Forbes.com has a great piece on former microprocessing kingpin Intel, which held its annual meeting today (being Wednesday). The lowdown on the thoroughly reported story is that Intel may be building things up higher (or better) than they actually are.
At the meeting, Intel employees were busy rolling out the red carpet for investors - dubious investors, according to Forbes. But it was the kind of eagerness that psychologists might call forced coersion, i.e. making the best of an increasingly bad situation.
Says Forbes: "Intel's investors could certainly use some fun, however geeky. Intel shares are down almost 25% this year. And problems with Intel's NAND flash memory business caused Intel to lower its gross profit guidance to 54% of sales, from 56%, late Monday. "This business will not be a drag on the Intel Corporation," CEO Paul Otellini said Wednesday. "We are going to fix it."
Intel is feeling its age, especially coming through a few years of painful restructuring Intel Chief Financial Officer Stacy Smith, quoted in the Forbes piece, said that the rebooting will continue apace, with Intel cutting its workforce from 100,000 employees to about 80,000 "once it completes a deal to spin off a portion of its memory business, which will specialize in a kind of memory designed to store the software widely used to run devices such as cameras and other electronics, later this year," Forbes said. The business outlook appears a bit rosier, with Intel grabbing a bigger slice of the microprocessor from key competitor Advanced Micro Devices, especially in the PC and server markets.

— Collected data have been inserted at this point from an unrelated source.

//! Loan routes: EMI calculator, applications, decisions and repayments.

use axum::{
    Json, Router,
    extract::State,
    http::StatusCode,
    response::IntoResponse,
    routing::{get, post},
};
use chrono::Utc;
use rust_decimal::Decimal;
use serde::{Deserialize, Serialize};
use uuid::Uuid;
use validator::Validate;

use crate::{
    AppState,
    error::ApiResult,
    extractors::{ApiJson, ApiPath, ClientMeta, ValidatedJson},
    middleware::AuthUser,
};
use corebank_core::loan::{
    AmortizationRow, LoanApplication, LoanDetails, amortization_schedule,
};
use corebank_db::{
    LoanRepository,
    entities::loans,
    repositories::{Disbursement, EmiPayment},
};

const EMI_FORMULA: &str = "EMI = [P x R x (1 + R)^N] / [(1 + R)^N - 1]";

/// Routes that need no authentication.
pub fn public_routes() -> Router<AppState> {
    Router::new().route("/loans/calculate-emi", post(calculate_emi))
}

/// Creates the loan routes (requires auth middleware to be applied externally).
pub fn routes() -> Router<AppState> {
    Router::new()
        .route("/loans", get(list_loans).post(apply))
        .route("/loans/{loan_id}", get(get_loan))
        .route("/loans/{loan_id}/schedule", get(schedule))
        .route("/loans/{loan_id}/pay-emi", post(pay_emi))
        .route("/loans/{loan_id}/approve", post(approve))
        .route("/loans/{loan_id}/reject", post(reject))
}

/// Request body for the EMI calculator.
#[derive(Debug, Deserialize)]
pub struct CalculateEmiRequest {
    /// Principal.
    pub principal: Decimal,
    /// Annual interest rate in percent.
    pub interest_rate: Decimal,
    /// Tenure in months.
    pub tenure_months: u32,
}

/// EMI calculator result.
#[derive(Debug, Serialize)]
pub struct CalculateEmiResponse {
    /// Totals.
    #[serde(flatten)]
    pub details: LoanDetails,
    /// The formula used.
    pub formula: &'static str,
    /// Month-by-month split, without due dates.
    pub schedule: Vec<AmortizationRow>,
}

/// Repayment schedule of a loan.
#[derive(Debug, Serialize)]
pub struct ScheduleResponse {
    /// Loan ID.
    pub loan_id: Uuid,
    /// Totals.
    pub details: LoanDetails,
    /// Installments; due dates are set once the loan is approved.
    pub schedule: Vec<AmortizationRow>,
}

/// Request body for rejecting a loan.
#[derive(Debug, Deserialize, Validate)]
pub struct RejectLoanRequest {
    /// Reason shown to the applicant.
    #[validate(length(min = 5, max = 500, message = "Rejection reason must be 5-500 characters"))]
    pub reason: String,
}

/// POST /loans/calculate-emi
async fn calculate_emi(
    ApiJson(payload): ApiJson<CalculateEmiRequest>,
) -> ApiResult<Json<CalculateEmiResponse>> {
    let details = LoanDetails::calculate(
        payload.principal,
        payload.interest_rate,
        payload.tenure_months,
    )?;

    Ok(Json(CalculateEmiResponse {
        details,
        formula: EMI_FORMULA,
        schedule: amortization_schedule(&details, None)?,
    }))
}

/// POST /loans - Apply for a loan against one of the caller's accounts.
async fn apply(
    State(state): State<AppState>,
    auth: AuthUser,
    ApiJson(payload): ApiJson<LoanApplication>,
) -> ApiResult<impl IntoResponse> {
    let loan = LoanRepository::new((*state.db).clone())
        .apply(auth.actor(), payload)
        .await?;
    Ok((StatusCode::CREATED, Json(loan)))
}

/// GET /loans - The caller's loans.
async fn list_loans(
    State(state): State<AppState>,
    auth: AuthUser,
) -> ApiResult<Json<Vec<loans::Model>>> {
    let loans = LoanRepository::new((*state.db).clone())
        .list_by_user(auth.user_id())
        .await?;
    Ok(Json(loans))
}

/// GET /loans/{loan_id}
async fn get_loan(
    State(state): State<AppState>,
    auth: AuthUser,
    ApiPath(loan_id): ApiPath<Uuid>,
) -> ApiResult<Json<loans::Model>> {
    let loan = LoanRepository::new((*state.db).clone())
        .get(loan_id)
        .await?;
    auth.actor().ensure_can_access(loan.user_id)?;
    Ok(Json(loan))
}

/// GET /loans/{loan_id}/schedule
async fn schedule(
    State(state): State<AppState>,
    auth: AuthUser,
    ApiPath(loan_id): ApiPath<Uuid>,
) -> ApiResult<Json<ScheduleResponse>> {
    let loan = LoanRepository::new((*state.db).clone())
        .get(loan_id)
        .await?;
    auth.actor().ensure_can_access(loan.user_id)?;

    let tenure = u32::try_from(loan.tenure_months).unwrap_or_default();
    let details = LoanDetails::calculate(loan.principal, loan.interest_rate, tenure)?;

    Ok(Json(ScheduleResponse {
        loan_id: loan.id,
        schedule: amortization_schedule(&details, loan.emi_start_date)?,
        details,
    }))
}

/// POST /loans/{loan_id}/pay-emi - Pay the next installment now.
async fn pay_emi(
    State(state): State<AppState>,
    auth: AuthUser,
    ApiPath(loan_id): ApiPath<Uuid>,
) -> ApiResult<Json<EmiPayment>> {
    let payment = LoanRepository::new((*state.db).clone())
        .deduct_emi(loan_id, Some(auth.actor()), false, Utc::now().date_naive())
        .await?;
    Ok(Json(payment))
}

/// POST /loans/{loan_id}/approve - Approve and disburse (admin).
async fn approve(
    State(state): State<AppState>,
    auth: AuthUser,
    ClientMeta(meta): ClientMeta,
    ApiPath(loan_id): ApiPath<Uuid>,
) -> ApiResult<Json<Disbursement>> {
    let disbursement = LoanRepository::new((*state.db).clone())
        .approve(auth.actor(), loan_id, meta)
        .await?;
    Ok(Json(disbursement))
}

/// POST /loans/{loan_id}/reject - Reject with a reason (admin).
async fn reject(
    State(state): State<AppState>,
    auth: AuthUser,
    ClientMeta(meta): ClientMeta,
    ApiPath(loan_id): ApiPath<Uuid>,
    ValidatedJson(payload): ValidatedJson<RejectLoanRequest>,
) -> ApiResult<Json<loans::Model>> {
    let loan = LoanRepository::new((*state.db).clone())
        .reject(auth.actor(), loan_id, &payload.reason, meta)
        .await?;
    Ok(Json(loan))
}

#[cfg(test)]
mod tests {
    use rust_decimal::Decimal;
    use serde_json::json;

    use crate::test_support::{app, json_request, send};

    #[tokio::test]
    async fn test_calculate_emi_is_public() {
        let body = json!({ "principal": 100000, "interest_rate": 12, "tenure_months": 12 });
        let (status, body) =
            send(app(), json_request("POST", "/api/v1/loans/calculate-emi", &body)).await;

        assert_eq!(status, 200);
        assert_eq!(body["emi"], "8884.88");
        assert_eq!(body["schedule"].as_array().unwrap().len(), 12);
        let last: Decimal = body["schedule"][11]["remaining_principal"]
            .as_str()
            .unwrap()
            .parse()
            .unwrap();
        assert!(last.is_zero());
    }

    #[tokio::test]
    async fn test_calculate_emi_rejects_short_tenure() {
        let body = json!({ "principal": 5000, "interest_rate": 10, "tenure_months": 3 });
        let (status, body) =
            send(app(), json_request("POST", "/api/v1/loans/calculate-emi", &body)).await;

        assert_eq!(status, 400);
        assert_eq!(body["error"], "VALIDATION_ERROR");
    }

    #[tokio::test]
    async fn test_calculate_emi_rejects_huge_principal() {
        for principal in ["79228162514264337593543950335", "1000000000000"] {
            let body = json!({ "principal": principal, "interest_rate": 12, "tenure_months": 12 });
            let (status, body) =
                send(app(), json_request("POST", "/api/v1/loans/calculate-emi", &body)).await;

            assert_eq!(status, 400);
            assert_eq!(body["error"], "VALIDATION_ERROR");
        }
    }

    #[tokio::test]
    async fn test_loan_application_requires_authentication() {
        let (status, _) = send(app(), json_request("POST", "/api/v1/loans", &json!({}))).await;
        assert_eq!(status, 401);
    }
}
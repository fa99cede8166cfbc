//! Database migrations.
//!
//! Migrations are managed using sea-orm-migration.

pub use sea_orm_migration::prelude::*;

mod m20250101_000001_initial;
mod m20250101_000002_sessions;

/// Migrator for running database migrations.
pub struct Migrator;

#[async_trait::async_trait]
impl MigratorTrait for Migrator {
    fn migrations() -> Vec<Box<dyn MigrationTrait>> {
        vec![
            Box::new(m20250101_000001_initial::Migration),
            Box::new(m20250101_000002_sessions::Migration),
        ]
    }
}
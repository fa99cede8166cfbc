//! Account domain types.

use chrono::NaiveDate;
use corebank_shared::types::Currency;
use rust_decimal::Decimal;
use serde::Deserialize;

text_enum! {
    /// Kind of deposit account.
    AccountType {
        /// Regular savings account.
        Savings => "savings",
        /// Student account.
        Student => "student",
        /// Fixed deposit (term deposit) with a rate and maturity date.
        Fdr => "fdr",
    }
}

text_enum! {
    /// Account lifecycle status.
    AccountStatus {
        /// Open for deposits, withdrawals and transfers.
        Active => "active",
        /// Blocked by an admin. Can be unfrozen.
        Frozen => "frozen",
        /// Terminal.
        Closed => "closed",
    }
}

/// Input for opening an account.
#[derive(Debug, Clone, Deserialize)]
pub struct OpenAccountInput {
    /// Account type.
    pub account_type: AccountType,
    /// Amount posted as a deposit when the account opens.
    #[serde(default)]
    pub initial_deposit: Decimal,
    /// Annual interest rate in percent (FDR only).
    #[serde(default)]
    pub interest_rate: Option<Decimal>,
    /// Maturity date (FDR only).
    #[serde(default)]
    pub maturity_date: Option<NaiveDate>,
    /// Account currency.
    #[serde(default)]
    pub currency: Currency,
}

impl OpenAccountInput {
    /// Savings account with no initial deposit.
    #[must_use]
    pub fn savings() -> Self {
        Self {
            account_type: AccountType::Savings,
            initial_deposit: Decimal::ZERO,
            interest_rate: None,
            maturity_date: None,
            currency: Currency::Usd,
        }
    }
}
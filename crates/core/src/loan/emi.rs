//! EMI calculation and amortization.
//!
//! `EMI = P·R·(1+R)^N / ((1+R)^N − 1)` with `R = annual_rate / 12 / 100`.
//! A zero rate degenerates to `P / N`.

use chrono::{Months, NaiveDate};
use corebank_shared::types::round_money;
use rust_decimal::{Decimal, MathematicalOps};
use serde::Serialize;

use super::error::LoanError;
use super::types::validate_terms;

const CENT: Decimal = Decimal::from_parts(1, 0, 0, false, 2);
const TWELVE_HUNDRED: Decimal = Decimal::from_parts(1200, 0, 0, false, 0);

/// Monthly rate as a fraction (`annual_rate / 12 / 100`).
#[must_use]
pub fn monthly_rate(annual_rate: Decimal) -> Decimal {
    annual_rate / TWELVE_HUNDRED
}

/// Computes the unrounded EMI.
///
/// # Errors
///
/// Returns `LoanError::Overflow` if intermediate values exceed `Decimal`'s range
/// and `LoanError::InvalidTenure` for a zero tenure.
pub fn calculate_emi(
    principal: Decimal,
    annual_rate: Decimal,
    tenure_months: u32,
) -> Result<Decimal, LoanError> {
    if tenure_months == 0 {
        return Err(LoanError::InvalidTenure(0));
    }
    let n = Decimal::from(tenure_months);
    let r = monthly_rate(annual_rate);
    if r.is_zero() {
        return Ok(principal / n);
    }

    let growth = (Decimal::ONE + r)
        .checked_powi(i64::from(tenure_months))
        .ok_or(LoanError::Overflow)?;
    let numerator = principal
        .checked_mul(r)
        .and_then(|v| v.checked_mul(growth))
        .ok_or(LoanError::Overflow)?;
    let denominator = growth - Decimal::ONE;
    numerator.checked_div(denominator).ok_or(LoanError::Overflow)
}

/// Loan totals derived from the terms, all in cents.
#[derive(Debug, Clone, Copy, PartialEq, Eq, Serialize)]
pub struct LoanDetails {
    /// Principal.
    pub principal: Decimal,
    /// Annual interest rate in percent.
    pub interest_rate: Decimal,
    /// Tenure in months.
    pub tenure_months: u32,
    /// Monthly installment.
    pub emi: Decimal,
    /// `emi × tenure_months`.
    pub total_payable: Decimal,
    /// `total_payable − principal`.
    pub total_interest: Decimal,
}

impl LoanDetails {
    /// Validates the terms and computes EMI and totals.
    ///
    /// The EMI is rounded to cents, half away from zero. When rounding down
    /// would leave `emi × tenure` below the principal, the EMI is raised by one
    /// cent so the principal is always fully repaid.
    ///
    /// # Errors
    ///
    /// Returns a `LoanError` for out-of-range terms or arithmetic overflow.
    pub fn calculate(
        principal: Decimal,
        interest_rate: Decimal,
        tenure_months: u32,
    ) -> Result<Self, LoanError> {
        validate_terms(principal, interest_rate, tenure_months)?;

        let n = Decimal::from(tenure_months);
        let mut emi = round_money(calculate_emi(principal, interest_rate, tenure_months)?);
        if emi.checked_mul(n).ok_or(LoanError::Overflow)? < principal {
            emi = emi.checked_add(CENT).ok_or(LoanError::Overflow)?;
        }
        let total_payable = emi.checked_mul(n).ok_or(LoanError::Overflow)?;
        let total_interest = total_payable
            .checked_sub(principal)
            .ok_or(LoanError::Overflow)?;

        Ok(Self {
            principal,
            interest_rate,
            tenure_months,
            emi,
            total_payable,
            total_interest,
        })
    }
}

/// One installment of an amortization schedule.
#[derive(Debug, Clone, PartialEq, Eq, Serialize)]
pub struct AmortizationRow {
    /// 1-based installment number.
    pub installment: u32,
    /// Due date, when the first due date is known.
    pub due_date: Option<NaiveDate>,
    /// Amount paid.
    pub payment: Decimal,
    /// Principal component.
    pub principal: Decimal,
    /// Interest component.
    pub interest: Decimal,
    /// Principal still owed after this installment.
    pub remaining_principal: Decimal,
}

/// Splits each installment into principal and interest.
///
/// Interest for a month is the remaining principal times the monthly rate,
/// rounded to cents. The final installment clears the remaining principal and
/// carries whatever is left of the EMI as interest, so the principal column
/// always sums to the loan principal.
///
/// # Errors
///
/// Returns `LoanError::Overflow` if a component leaves `Decimal`'s range.
pub fn amortization_schedule(
    details: &LoanDetails,
    first_due: Option<NaiveDate>,
) -> Result<Vec<AmortizationRow>, LoanError> {
    let r = monthly_rate(details.interest_rate);
    let mut remaining = details.principal;
    let mut rows = Vec::with_capacity(details.tenure_months as usize);

    for installment in 1..=details.tenure_months {
        let due_date =
            first_due.and_then(|d| d.checked_add_months(Months::new(installment - 1)));

        let (principal, interest) = if installment == details.tenure_months {
            let interest = details
                .emi
                .checked_sub(remaining)
                .ok_or(LoanError::Overflow)?
                .max(Decimal::ZERO);
            (remaining, interest)
        } else {
            let interest = round_money(remaining.checked_mul(r).ok_or(LoanError::Overflow)?);
            let principal = details
                .emi
                .checked_sub(interest)
                .ok_or(LoanError::Overflow)?
                .clamp(Decimal::ZERO, remaining);
            (principal, interest)
        };
        remaining = remaining.checked_sub(principal).ok_or(LoanError::Overflow)?;

        rows.push(AmortizationRow {
            installment,
            due_date,
            payment: principal.checked_add(interest).ok_or(LoanError::Overflow)?,
            principal,
            interest,
            remaining_principal: remaining,
        });
    }

    Ok(rows)
}

#[cfg(test)]
mod tests {
    use rstest::rstest;
    use rust_decimal_macros::dec;

    use super::*;

    #[rstest]
    #[case(dec!(10000), dec!(12), 12, dec!(888.49))]
    #[case(dec!(100000), dec!(10), 12, dec!(8791.59))]
    #[case(dec!(12000), dec!(0), 12, dec!(1000.00))]
    #[case(dec!(50000), dec!(8.5), 60, dec!(1025.83))]
    fn test_emi_known_values(
        #[case] principal: Decimal,
        #[case] rate: Decimal,
        #[case] tenure: u32,
        #[case] expected: Decimal,
    ) {
        let details = LoanDetails::calculate(principal, rate, tenure).unwrap();
        assert_eq!(details.emi, expected);
        assert_eq!(details.total_payable, expected * Decimal::from(tenure));
    }

    #[test]
    fn test_totals() {
        let details = LoanDetails::calculate(dec!(10000), dec!(12), 12).unwrap();
        assert_eq!(details.total_payable, dec!(10661.88));
        assert_eq!(details.total_interest, dec!(661.88));
    }

    #[test]
    fn test_zero_rate_rounding_never_underpays() {
        // 1001 / 6 = 166.8333.. rounds to 166.83, which would repay 1000.98.
        let details = LoanDetails::calculate(dec!(1001), dec!(0), 6).unwrap();
        assert_eq!(details.emi, dec!(166.84));
        assert!(details.total_payable >= details.principal);
    }

    #[test]
    fn test_zero_tenure_rejected() {
        assert!(calculate_emi(dec!(1000), dec!(5), 0).is_err());
    }

    #[test]
    fn test_largest_principal_calculates() {
        let details = LoanDetails::calculate(dec!(999999999999.99), dec!(30), 360).unwrap();
        assert!(details.total_payable >= details.principal);
        assert_eq!(details.total_interest, details.total_payable - details.principal);

        let rows = amortization_schedule(&details, None).unwrap();
        assert_eq!(rows.len(), 360);
        assert_eq!(rows[359].remaining_principal, Decimal::ZERO);
    }

    #[rstest]
    #[case(Decimal::MAX, dec!(12), 12)]
    #[case(Decimal::MAX, dec!(0), 6)]
    #[case(dec!(79228162514264337593543950.335), dec!(30), 360)]
    #[case(dec!(1000000000000), dec!(1), 360)]
    fn test_oversized_principal_rejected(
        #[case] principal: Decimal,
        #[case] rate: Decimal,
        #[case] tenure: u32,
    ) {
        assert!(matches!(
            LoanDetails::calculate(principal, rate, tenure),
            Err(LoanError::PrincipalTooLarge { .. })
        ));
    }

    #[test]
    fn test_unvalidated_details_overflow() {
        let details = LoanDetails {
            principal: Decimal::MAX,
            interest_rate: Decimal::MAX,
            tenure_months: 2,
            emi: Decimal::MAX,
            total_payable: Decimal::MAX,
            total_interest: Decimal::ZERO,
        };
        assert!(matches!(
            amortization_schedule(&details, None),
            Err(LoanError::Overflow)
        ));
    }

    #[test]
    fn test_schedule_sums() {
        let details = LoanDetails::calculate(dec!(10000), dec!(12), 12).unwrap();
        let first = NaiveDate::from_ymd_opt(2025, 2, 1);
        let rows = amortization_schedule(&details, first).unwrap();

        assert_eq!(rows.len(), 12);
        assert_eq!(rows[0].interest, dec!(100.00));
        assert_eq!(rows[0].principal, dec!(788.49));
        assert_eq!(rows[11].due_date, NaiveDate::from_ymd_opt(2026, 1, 1));
        assert_eq!(rows[11].remaining_principal, Decimal::ZERO);

        let principal: Decimal = rows.iter().map(|r| r.principal).sum();
        assert_eq!(principal, dec!(10000));
        let paid: Decimal = rows.iter().map(|r| r.payment).sum();
        assert!((paid - details.total_payable).abs() <= dec!(0.10));
    }
}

Next up? World domination? Or the computer microchip equivalent. "With Intel once more dominating the market for leading-edge microprocessors in everything from computer servers to Apple's waifish MacBook Air notebook, Otellini laid out plans to crack open four $10 billion markets. They include slim form factor Web-browsing gizmos; embedded processors for devices such as point-of-sale systems; cheap laptop and desktop computers aimed at kids and customers in developing markets; and chips for consumer electronics devices."
"We are going to go after new markets, and specifically new products with low price points," Otellini told Forbes.
Investors remain skeptical. It's high-profile alliance with Apple notwithstanding, Intel is going to have to bring more to the table.